Rape Happens Here
INDEED, AFTER 150 YEARS of well-intentioned baby-splitting, Swarthmore has begun behaving in a very uncharacteristic way. In the wake of the unrest last spring, Tom Elverson’s job was eliminated. Two other controversial deans had their responsibilities shifted, another left for a new job, and five new Title IX staffers were hired. Instead of relying on a jury of students and faculty to adjudicate sexual misconduct cases, Swarthmore has tapped a former Pennsylvania Supreme Court justice, Jane Greenspan, to do the job. Not least, for the first time in recent school history, the college expelled students for sexual misconduct — four in all.
But the Quaker counter-programming wasn’t embraced by everyone. One of the first to appear on the receiving end of Swarthmore’s new reform-mindedness was, of all people, Mia Ferguson. Last August the school denied her a job as a resident adviser for refusing to disclose the name of an alleged victim of sexual assault. Ferguson went to the Times, claiming she was being retaliated against for her activism. (The college denies this.) While it remains unclear whether the fine print of her contract was interpreted
correctly — she says she wasn’t mandated to disclose information she learned before starting the job — there is an irony to her charge: One of her grievances is that her RAs didn’t report her assault, as they were mandated to.
A couple weeks later, with the bitter referendum movement behind it, campus frat Phi Psi let its guard down and distributed a recruitment poster featuring tiny pixilated photos of naked women. Quick to condemn the imagery, which had been used in the past to no great consequence, the administration forced members of the fraternity to attend sensitivity training. A conservative campus publication decried the move, while familiar foe FIRE slammed the sanctions.
Ferguson and FIRE have little in common. Ferguson’s aim was to protect student privacy; FIRE was concerned with First Amendment rights. But these cases hint at the widespread sense that Swarthmore, if it wasn’t directly betraying its students, was somehow betraying its mission.
Last spring, for instance, Swarthmore alumnus and Comcast executive vice president David L. Cohen sent a sympathetic email to a conservative student after she wrote a Wall Street Journal op-ed critiquing a group of campus activists (which included Hope Brinn) for hijacking a public board meeting at the college. Cohen voiced concern that a “college founded by Quakers and based on essential principles of tolerance could be so intolerant of contrary views.”
Members of Swarthmore’s nascent sorority, who wouldn’t have been edgy at all on most campuses, felt similarly persecuted. “I perceived that I was coming into an open or welcoming environment,” says Jessica Seigel, a sorority member and the leader of a centrist political organization on campus. “That [perception] has been destroyed.” Her fellow sister Elena Schlessinger, a co-president of the student council, says her conservatism on certain issues, along with the toxic sorority association, made her persona non grata to campus activists. “It’s really fucking sad,” she says. “Because you’re with the smartest people in the world … but [they’re] only debating people who are one degree away from them.”
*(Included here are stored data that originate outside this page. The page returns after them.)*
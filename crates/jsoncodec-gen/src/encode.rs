//! Emits the plain data struct and the `<Name>Encoder` for one record.

use std::collections::HashSet;

use jsoncodec_schema::{Field, Primitive, Record, Shape};
use proc_macro2::TokenStream;
use quote::{format_ident, quote};

use crate::types::{is_supported, rust_type};

/// A field that survived filtering: has a generatable shape and is not
/// `@key("ignore")`d.
pub(crate) struct GenField<'a> {
    pub field: &'a Field,
    pub ident: proc_macro2::Ident,
}

pub(crate) fn included_fields<'a>(
    record: &'a Record,
    known_records: &HashSet<&str>,
) -> Vec<GenField<'a>> {
    record
        .fields
        .iter()
        .filter(|f| !f.ignored && is_supported(&f.shape, known_records))
        .map(|f| GenField {
            field: f,
            ident: format_ident!("{}", f.declared_name),
        })
        .collect()
}

pub(crate) fn generate_struct(record: &Record, fields: &[GenField<'_>]) -> TokenStream {
    let name = format_ident!("{}", record.name);
    let field_defs = fields.iter().map(|f| {
        let ident = &f.ident;
        let ty = rust_type(&f.field.shape, true);
        quote! { pub #ident: #ty }
    });
    quote! {
        #[derive(Debug, Clone, PartialEq, Default)]
        pub struct #name {
            #(#field_defs,)*
        }
    }
}

pub(crate) fn generate_encoder(record: &Record, fields: &[GenField<'_>]) -> TokenStream {
    let name = format_ident!("{}", record.name);
    let encoder_name = format_ident!("{}Encoder", record.name);

    let mut body = Vec::new();
    for (i, f) in fields.iter().enumerate() {
        if i > 0 {
            body.push(quote! { w.write_byte(b',')?; });
        }
        let key = &f.field.wire_key;
        let ident = &f.ident;
        let value_expr = quote! { &value.#ident };
        let encode_value = emit_encode_value(&f.field.shape, value_expr, true);
        body.push(quote! {
            w.write_str(#key)?;
            w.write_byte(b':')?;
            #encode_value
        });
    }

    quote! {
        pub struct #encoder_name<S: ::jsoncodec_runtime::Sink> {
            writer: ::jsoncodec_runtime::Writer<S>,
        }

        impl<S: ::jsoncodec_runtime::Sink> #encoder_name<S> {
            /// Owns a new `Writer` wrapping `sink`; `encode` flushes it once
            /// the value is written (`spec.md` §4.3, "Constructors from a
            /// sink").
            pub fn new(sink: S) -> Self {
                Self {
                    writer: ::jsoncodec_runtime::Writer::new(sink),
                }
            }

            /// Encodes `value` and flushes the owned writer.
            pub fn encode(
                &mut self,
                value: &#name,
            ) -> Result<(), ::jsoncodec_runtime::WriterError<S::Error>> {
                Self::encode_raw(value, &mut self.writer)?;
                self.writer.flush()
            }

            /// Consumes self, returning the underlying sink.
            pub fn into_inner(self) -> Result<S, ::jsoncodec_runtime::WriterError<S::Error>> {
                self.writer.into_inner()
            }

            /// Encodes `value` into a caller-owned, possibly shared writer
            /// without flushing it. Nested encoders call this so a parent's
            /// flush isn't preempted (`spec.md` §9 "Ownership patterns").
            pub fn encode_raw(
                value: &#name,
                w: &mut ::jsoncodec_runtime::Writer<S>,
            ) -> Result<(), ::jsoncodec_runtime::WriterError<S::Error>> {
                w.write_byte(b'{')?;
                #(#body)*
                w.write_byte(b'}')?;
                Ok(())
            }
        }
    }
}

/// Emits the statement(s) that encode one value (a field, or an array
/// element) of the given shape. `value_expr` must evaluate to a reference
/// of the shape's lowered type. `boxed` mirrors [`rust_type`]'s
/// `box_nested`: `true` at field position, where [`Shape::Nested`] lowers
/// to `Option<Box<Name>>` and an absent value must emit `null`; `false`
/// inside an array, where elements are never individually nullable.
fn emit_encode_value(shape: &Shape, value_expr: TokenStream, boxed: bool) -> TokenStream {
    match shape {
        Shape::Primitive(Primitive::String) => quote! { w.write_str(#value_expr)?; },
        Shape::Primitive(Primitive::Int32) => quote! { w.write_int(*#value_expr)?; },
        Shape::Primitive(Primitive::Int64) => quote! { w.write_int64(*#value_expr)?; },
        Shape::Primitive(Primitive::Uint32) => quote! { w.write_uint(*#value_expr)?; },
        Shape::Primitive(Primitive::Uint64) => quote! { w.write_uint64(*#value_expr)?; },
        Shape::Primitive(Primitive::Float32) => quote! { w.write_float32(*#value_expr)?; },
        Shape::Primitive(Primitive::Float64) => quote! { w.write_float64(*#value_expr)?; },
        Shape::Primitive(Primitive::Bool) => quote! { w.write_bool(*#value_expr)?; },
        Shape::Nested(name) => {
            let encoder_name = format_ident!("{name}Encoder");
            if boxed {
                quote! {
                    match #value_expr {
                        Some(nested) => #encoder_name::encode_raw(nested, w)?,
                        None => w.write_null()?,
                    }
                }
            } else {
                quote! { #encoder_name::encode_raw(#value_expr, w)?; }
            }
        }
        Shape::Array(elem) => {
            let elem_encode = emit_encode_value(elem, quote! { elem }, false);
            quote! {
                w.write_byte(b'[')?;
                for (i, elem) in #value_expr.iter().enumerate() {
                    if i > 0 {
                        w.write_byte(b',')?;
                    }
                    #elem_encode
                }
                w.write_byte(b']')?;
            }
        }
        Shape::Unsupported => unreachable!("unsupported shapes are filtered out before codegen"),
    }
}

#[cfg(test)]
mod tests {
    use std::collections::HashSet;

    use jsoncodec_schema::{Field, Primitive, Record, Shape};

    use super::*;

    fn field(name: &str, shape: Shape) -> Field {
        Field {
            declared_name: name.to_string(),
            wire_key: name.to_string(),
            shape,
            ignored: false,
        }
    }

    /// Snapshots the plain struct the generator emits for a record with two
    /// primitive fields, formatted through `syn`/`prettyplease` exactly as
    /// [`crate::generate`] does. Primitive-only fields need no
    /// `known_records` set, so this is independent of nested-shape
    /// resolution.
    #[test]
    fn struct_generation_matches_expected_shape() {
        let record = Record {
            name: "Person".to_string(),
            fields: vec![
                field("name", Shape::Primitive(Primitive::String)),
                field("age", Shape::Primitive(Primitive::Int32)),
            ],
        };
        let known = HashSet::new();
        let fields = included_fields(&record, &known);
        let tokens = generate_struct(&record, &fields);
        let ast: syn::File = syn::parse2(tokens).unwrap();
        let formatted = prettyplease::unparse(&ast);
        insta::assert_snapshot!(formatted, @r###"
        #[derive(Debug, Clone, PartialEq, Default)]
        pub struct Person {
            pub name: String,
            pub age: i32,
        }
        "###);
    }
}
This echo-chamber issue, of course, isn’t new. “What I didn’t like so much was this overwhelming sense of pious liberalism,” wrote novelist and alumnus Jonathan Franzen in his contribution to A Community of Purpose. “I’m a left-wing Democrat, but even for me it was a bit much. We should have been problematizing things, doing the kind of intellectual searching that was happening in the classroom, but instead there was this unexamined consensus.”
What is new is the intensity of the competing claims of victimization, leading even the most unlikely of students to claim they were sold out by the school. Which brings us to “John Doe.”
LAST MAY, A JUNIOR AT Swarthmore hailing from North Carolina was expelled for sexual assault and harassment. In January, he sued the school for violating his rights under Title IX, the same law that Brinn and Ferguson accused the school of breaking. He seeks $75,000 in damages along with readmittance to the school. He and his accuser, the suit claims, met in a coed a cappella group and had three consensual sexual encounters. The first was a kiss; the third was intercourse. It was the second that proved problematic.